Firefighters Sue to Halt New Hires in Minnesota

The St. Paul firefighters union has sued to stop the city from hiring new firefighters in the latest clash over the impact that candidate testing and ranking practices have on the number of women and minorities on the force.

St. Paul Fire Chief Douglas Holton said Monday that delaying the hiring of 27 new firefighters could drop staffing to dangerously low levels, but the union's president said the suit is meant to ensure the city is hiring the best-qualified candidates.

The International Association of Fire Fighters Local 21 filed suit Thursday in Ramsey County District Court, alleging that the city's hiring practices for firefighter candidates violate a 1994 agreement between St. Paul, the union and the Minnesota Human Rights Department.

In the late 1980s, the state Human Rights Department sued the city, alleging that its physical exam for firefighters discriminated against women. A group of minority candidates and Local 21 opposed altering the physical test to increase the number of female firefighters but reached an agreement with the city in 1994.

The parties hired a consultant and agreed the city could "reach down" and hire candidates ranking in the top 45 percent of test-takers to increase the number of women hires and ensure that minority numbers also did not drop.

Union leaders now say the test administered this year violates the 1994 agreement and claim the city is manipulating the consultant's recommendations and is reaching below the 45 percent mark.

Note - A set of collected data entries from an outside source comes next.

//! Owned, `Send` messages exchanged with the highlighter thread.

use sensei_core::types::Language;

/// Text to highlight, tagged with the editor revision it was taken from.
#[derive(Debug, Clone)]
pub struct HighlightRequest {
    pub revision: u64,
    pub text: String,
    pub language: Language,
}

/// Styled lines for one revision, one entry per source line.
///
/// `'static` because every span owns its text, so the lines can be stored in
/// `AppState` and reused across frames.
#[derive(Debug)]
pub struct HighlightPayload {
    pub revision: u64,
    pub language: Language,
    pub lines: Vec<ratatui::text::Line<'static>>,
}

Union President Patrick Flanagan said he and others fear that qualified candidates with high test scores are being passed over. The union wants the city to rank every candidate rather than use the city's practice of creating groups who score similarly.

"Everyone in the department has a friend, relative or acquaintance who has taken that test. A lot of people have been passed over," Flanagan said. "We know people have scored very well and have not had an interview."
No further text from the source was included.